• [WHAT YOU SHOULD DO]: Find the lines below that contain the string "shared". Copy each one.

• [RECORDS SUPPLIED]:
===
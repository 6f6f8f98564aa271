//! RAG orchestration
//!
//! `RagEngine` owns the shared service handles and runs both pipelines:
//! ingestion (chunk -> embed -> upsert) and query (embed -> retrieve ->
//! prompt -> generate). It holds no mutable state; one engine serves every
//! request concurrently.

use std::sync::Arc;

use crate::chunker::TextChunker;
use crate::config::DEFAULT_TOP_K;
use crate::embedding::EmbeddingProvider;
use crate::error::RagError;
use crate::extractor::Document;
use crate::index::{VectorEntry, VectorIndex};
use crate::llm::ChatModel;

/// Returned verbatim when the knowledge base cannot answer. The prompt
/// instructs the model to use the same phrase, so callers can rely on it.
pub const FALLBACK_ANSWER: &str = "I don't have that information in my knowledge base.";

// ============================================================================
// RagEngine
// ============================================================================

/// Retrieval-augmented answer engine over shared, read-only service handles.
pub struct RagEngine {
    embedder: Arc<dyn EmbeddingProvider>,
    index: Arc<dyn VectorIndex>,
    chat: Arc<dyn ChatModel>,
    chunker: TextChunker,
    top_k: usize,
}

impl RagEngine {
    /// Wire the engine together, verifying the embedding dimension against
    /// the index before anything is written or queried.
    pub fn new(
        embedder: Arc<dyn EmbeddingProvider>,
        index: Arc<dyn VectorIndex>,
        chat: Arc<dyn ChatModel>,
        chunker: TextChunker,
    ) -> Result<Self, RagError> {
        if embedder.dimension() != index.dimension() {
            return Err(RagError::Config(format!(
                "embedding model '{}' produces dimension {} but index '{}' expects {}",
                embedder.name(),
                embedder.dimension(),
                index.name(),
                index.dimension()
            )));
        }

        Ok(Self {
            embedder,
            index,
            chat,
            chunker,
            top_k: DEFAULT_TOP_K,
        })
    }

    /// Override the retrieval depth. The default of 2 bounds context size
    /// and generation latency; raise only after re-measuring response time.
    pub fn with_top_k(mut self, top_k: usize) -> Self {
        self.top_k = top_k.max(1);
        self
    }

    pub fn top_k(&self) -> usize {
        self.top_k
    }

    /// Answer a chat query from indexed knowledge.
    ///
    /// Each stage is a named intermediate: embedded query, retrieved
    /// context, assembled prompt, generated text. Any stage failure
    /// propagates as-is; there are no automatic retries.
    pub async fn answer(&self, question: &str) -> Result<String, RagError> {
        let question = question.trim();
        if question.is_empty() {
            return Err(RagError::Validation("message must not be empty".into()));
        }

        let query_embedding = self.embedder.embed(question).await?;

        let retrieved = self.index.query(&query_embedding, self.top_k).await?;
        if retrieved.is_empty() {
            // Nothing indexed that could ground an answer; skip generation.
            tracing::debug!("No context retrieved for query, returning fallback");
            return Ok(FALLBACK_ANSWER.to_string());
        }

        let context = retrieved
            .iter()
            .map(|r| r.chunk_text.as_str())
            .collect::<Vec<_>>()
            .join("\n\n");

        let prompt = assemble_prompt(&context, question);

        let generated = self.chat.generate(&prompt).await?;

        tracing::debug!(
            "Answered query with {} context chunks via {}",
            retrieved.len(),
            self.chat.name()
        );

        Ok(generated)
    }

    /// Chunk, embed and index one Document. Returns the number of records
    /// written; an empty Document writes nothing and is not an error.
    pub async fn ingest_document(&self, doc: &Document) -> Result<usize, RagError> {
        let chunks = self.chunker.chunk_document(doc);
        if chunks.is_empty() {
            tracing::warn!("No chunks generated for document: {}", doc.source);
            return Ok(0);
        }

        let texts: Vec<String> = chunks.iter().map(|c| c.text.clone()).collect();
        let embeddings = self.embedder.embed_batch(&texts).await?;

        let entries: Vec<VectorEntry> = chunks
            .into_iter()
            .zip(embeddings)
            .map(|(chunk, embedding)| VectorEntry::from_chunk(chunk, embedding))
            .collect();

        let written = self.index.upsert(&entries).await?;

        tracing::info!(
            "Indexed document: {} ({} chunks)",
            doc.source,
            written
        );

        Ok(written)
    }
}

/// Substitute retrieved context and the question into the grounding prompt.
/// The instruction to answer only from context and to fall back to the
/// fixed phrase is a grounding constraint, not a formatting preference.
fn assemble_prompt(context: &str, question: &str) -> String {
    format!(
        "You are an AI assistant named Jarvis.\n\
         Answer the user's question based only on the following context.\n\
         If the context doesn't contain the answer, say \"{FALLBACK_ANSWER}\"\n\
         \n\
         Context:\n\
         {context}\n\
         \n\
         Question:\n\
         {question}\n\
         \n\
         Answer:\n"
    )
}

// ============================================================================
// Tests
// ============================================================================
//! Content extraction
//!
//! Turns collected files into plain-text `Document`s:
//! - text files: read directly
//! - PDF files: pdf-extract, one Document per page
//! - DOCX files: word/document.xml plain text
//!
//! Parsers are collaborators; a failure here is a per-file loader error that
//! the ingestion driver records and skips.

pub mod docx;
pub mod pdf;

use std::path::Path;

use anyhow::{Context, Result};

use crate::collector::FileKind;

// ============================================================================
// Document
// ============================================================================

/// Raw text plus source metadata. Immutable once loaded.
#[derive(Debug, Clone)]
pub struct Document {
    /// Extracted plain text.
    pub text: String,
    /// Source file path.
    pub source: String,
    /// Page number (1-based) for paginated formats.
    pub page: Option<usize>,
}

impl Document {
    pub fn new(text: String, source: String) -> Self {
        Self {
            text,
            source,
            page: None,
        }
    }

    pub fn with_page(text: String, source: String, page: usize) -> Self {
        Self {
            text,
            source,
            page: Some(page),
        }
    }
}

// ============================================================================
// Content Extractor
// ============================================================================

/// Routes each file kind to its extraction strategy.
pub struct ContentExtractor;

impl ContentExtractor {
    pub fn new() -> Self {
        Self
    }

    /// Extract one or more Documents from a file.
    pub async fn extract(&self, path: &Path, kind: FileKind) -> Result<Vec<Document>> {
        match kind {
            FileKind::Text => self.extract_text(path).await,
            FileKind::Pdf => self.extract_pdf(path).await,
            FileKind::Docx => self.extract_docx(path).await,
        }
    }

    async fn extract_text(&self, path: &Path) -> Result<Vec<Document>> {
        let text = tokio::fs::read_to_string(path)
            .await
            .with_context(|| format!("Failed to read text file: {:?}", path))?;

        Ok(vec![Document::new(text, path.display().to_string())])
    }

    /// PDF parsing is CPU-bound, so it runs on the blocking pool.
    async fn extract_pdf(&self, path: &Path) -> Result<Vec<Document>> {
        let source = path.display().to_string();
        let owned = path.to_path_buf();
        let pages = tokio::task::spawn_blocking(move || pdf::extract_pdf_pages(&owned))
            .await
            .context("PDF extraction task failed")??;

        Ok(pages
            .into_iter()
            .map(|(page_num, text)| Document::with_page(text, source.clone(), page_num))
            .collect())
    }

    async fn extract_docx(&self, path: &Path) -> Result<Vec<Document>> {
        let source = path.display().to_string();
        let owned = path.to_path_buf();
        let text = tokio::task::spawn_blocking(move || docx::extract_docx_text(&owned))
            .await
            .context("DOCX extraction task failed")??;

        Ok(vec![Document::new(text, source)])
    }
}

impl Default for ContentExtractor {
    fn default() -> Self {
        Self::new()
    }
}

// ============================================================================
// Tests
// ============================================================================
===
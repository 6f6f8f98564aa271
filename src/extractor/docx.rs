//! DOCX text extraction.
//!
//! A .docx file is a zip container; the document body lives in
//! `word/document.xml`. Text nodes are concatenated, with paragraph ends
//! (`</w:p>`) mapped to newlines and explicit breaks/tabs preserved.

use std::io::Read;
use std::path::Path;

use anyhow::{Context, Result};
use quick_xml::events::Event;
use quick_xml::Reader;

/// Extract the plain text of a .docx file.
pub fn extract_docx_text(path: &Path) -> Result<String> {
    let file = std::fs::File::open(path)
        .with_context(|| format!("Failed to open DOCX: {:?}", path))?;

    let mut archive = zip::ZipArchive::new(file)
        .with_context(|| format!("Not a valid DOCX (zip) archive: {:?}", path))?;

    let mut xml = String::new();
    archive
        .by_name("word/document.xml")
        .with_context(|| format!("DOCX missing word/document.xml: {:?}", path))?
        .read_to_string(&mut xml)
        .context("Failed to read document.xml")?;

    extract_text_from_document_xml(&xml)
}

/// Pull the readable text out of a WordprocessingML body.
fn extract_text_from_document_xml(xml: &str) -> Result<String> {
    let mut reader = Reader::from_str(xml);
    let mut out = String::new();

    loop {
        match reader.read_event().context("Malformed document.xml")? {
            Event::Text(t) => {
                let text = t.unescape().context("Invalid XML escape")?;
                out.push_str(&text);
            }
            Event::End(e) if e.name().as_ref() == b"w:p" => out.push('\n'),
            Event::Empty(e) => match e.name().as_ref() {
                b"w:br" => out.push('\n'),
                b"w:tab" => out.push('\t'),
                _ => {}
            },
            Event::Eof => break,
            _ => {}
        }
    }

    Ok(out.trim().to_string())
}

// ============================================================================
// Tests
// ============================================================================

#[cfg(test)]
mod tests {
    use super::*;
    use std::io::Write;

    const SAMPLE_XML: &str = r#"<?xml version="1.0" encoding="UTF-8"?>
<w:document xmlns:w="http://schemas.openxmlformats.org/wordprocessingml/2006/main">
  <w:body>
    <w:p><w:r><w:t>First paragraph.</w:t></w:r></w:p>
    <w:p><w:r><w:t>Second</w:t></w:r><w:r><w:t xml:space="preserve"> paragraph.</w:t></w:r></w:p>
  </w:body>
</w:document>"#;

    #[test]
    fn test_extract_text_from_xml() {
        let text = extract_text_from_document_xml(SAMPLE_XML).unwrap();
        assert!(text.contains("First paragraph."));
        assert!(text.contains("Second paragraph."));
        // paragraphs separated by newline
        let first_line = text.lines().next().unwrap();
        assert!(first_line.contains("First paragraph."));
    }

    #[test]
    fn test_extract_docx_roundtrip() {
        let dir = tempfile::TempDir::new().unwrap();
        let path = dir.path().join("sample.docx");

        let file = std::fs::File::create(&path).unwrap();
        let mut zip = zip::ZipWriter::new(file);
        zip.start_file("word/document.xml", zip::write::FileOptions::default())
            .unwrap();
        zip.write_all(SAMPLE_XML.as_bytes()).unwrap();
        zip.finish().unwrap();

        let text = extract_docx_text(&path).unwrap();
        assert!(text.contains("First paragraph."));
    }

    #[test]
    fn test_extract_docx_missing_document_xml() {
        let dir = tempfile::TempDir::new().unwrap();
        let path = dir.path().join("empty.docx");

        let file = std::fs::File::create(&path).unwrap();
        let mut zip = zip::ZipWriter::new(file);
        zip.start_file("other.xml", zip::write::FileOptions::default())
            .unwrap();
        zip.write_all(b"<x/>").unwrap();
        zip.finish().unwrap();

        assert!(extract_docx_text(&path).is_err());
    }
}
===
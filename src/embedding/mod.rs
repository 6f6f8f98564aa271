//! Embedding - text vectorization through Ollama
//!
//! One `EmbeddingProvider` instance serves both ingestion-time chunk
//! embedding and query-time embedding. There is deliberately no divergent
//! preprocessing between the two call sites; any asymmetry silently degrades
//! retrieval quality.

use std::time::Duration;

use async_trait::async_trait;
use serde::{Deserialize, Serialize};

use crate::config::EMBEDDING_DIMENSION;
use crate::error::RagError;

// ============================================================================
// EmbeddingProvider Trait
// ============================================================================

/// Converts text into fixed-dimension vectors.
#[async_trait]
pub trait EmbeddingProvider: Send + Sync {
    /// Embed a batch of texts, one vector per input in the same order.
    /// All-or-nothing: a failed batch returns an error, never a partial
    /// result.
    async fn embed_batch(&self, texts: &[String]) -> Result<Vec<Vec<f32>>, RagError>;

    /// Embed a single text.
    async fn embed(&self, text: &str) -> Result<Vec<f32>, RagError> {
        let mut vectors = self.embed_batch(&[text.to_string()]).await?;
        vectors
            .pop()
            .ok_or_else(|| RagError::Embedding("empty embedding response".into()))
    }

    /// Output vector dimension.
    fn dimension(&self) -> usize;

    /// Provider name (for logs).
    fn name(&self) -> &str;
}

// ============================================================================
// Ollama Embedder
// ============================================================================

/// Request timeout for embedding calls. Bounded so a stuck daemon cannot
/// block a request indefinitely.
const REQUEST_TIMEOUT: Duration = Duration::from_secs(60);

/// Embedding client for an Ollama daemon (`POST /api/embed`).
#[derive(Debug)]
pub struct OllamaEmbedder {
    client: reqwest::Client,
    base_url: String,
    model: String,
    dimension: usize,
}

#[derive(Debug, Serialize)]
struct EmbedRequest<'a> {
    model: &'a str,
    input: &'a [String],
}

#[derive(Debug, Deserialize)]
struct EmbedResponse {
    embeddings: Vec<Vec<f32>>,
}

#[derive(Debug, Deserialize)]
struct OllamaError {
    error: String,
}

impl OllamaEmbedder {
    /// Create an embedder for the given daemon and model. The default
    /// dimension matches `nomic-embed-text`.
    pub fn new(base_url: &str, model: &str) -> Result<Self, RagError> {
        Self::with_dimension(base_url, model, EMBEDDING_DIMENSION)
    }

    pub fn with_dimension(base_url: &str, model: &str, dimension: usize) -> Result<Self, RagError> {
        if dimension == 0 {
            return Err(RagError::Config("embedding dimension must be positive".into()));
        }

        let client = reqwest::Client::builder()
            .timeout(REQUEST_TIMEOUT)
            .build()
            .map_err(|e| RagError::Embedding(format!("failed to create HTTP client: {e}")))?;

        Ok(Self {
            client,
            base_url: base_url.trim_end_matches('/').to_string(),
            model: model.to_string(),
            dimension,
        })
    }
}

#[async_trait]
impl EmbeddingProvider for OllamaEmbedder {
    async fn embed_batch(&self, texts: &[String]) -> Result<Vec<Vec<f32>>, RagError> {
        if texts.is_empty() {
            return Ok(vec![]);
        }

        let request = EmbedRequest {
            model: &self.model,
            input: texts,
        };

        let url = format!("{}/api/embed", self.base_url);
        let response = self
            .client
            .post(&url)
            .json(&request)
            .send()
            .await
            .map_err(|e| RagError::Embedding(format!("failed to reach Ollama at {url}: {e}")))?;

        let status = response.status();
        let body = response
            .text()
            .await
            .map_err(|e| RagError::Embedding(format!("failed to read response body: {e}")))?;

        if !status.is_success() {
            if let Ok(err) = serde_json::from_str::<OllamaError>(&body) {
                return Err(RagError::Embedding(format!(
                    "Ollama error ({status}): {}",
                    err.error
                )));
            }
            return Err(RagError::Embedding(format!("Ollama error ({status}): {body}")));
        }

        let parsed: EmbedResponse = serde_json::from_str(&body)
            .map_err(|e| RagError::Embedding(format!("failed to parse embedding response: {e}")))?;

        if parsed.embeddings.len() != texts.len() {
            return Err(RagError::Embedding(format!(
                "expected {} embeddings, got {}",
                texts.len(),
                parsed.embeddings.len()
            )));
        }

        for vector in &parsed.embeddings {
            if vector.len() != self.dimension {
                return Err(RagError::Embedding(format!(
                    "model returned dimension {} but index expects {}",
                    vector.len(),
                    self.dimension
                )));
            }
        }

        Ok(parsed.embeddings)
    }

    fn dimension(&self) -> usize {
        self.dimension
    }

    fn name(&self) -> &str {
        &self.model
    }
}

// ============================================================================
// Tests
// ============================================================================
===
• [SOLUTION TO THIS PROBLEM]:
//! `RagEngine` owns the shared service handles and runs both pipelines:
/// Retrieval-augmented answer engine over shared, read-only service handles.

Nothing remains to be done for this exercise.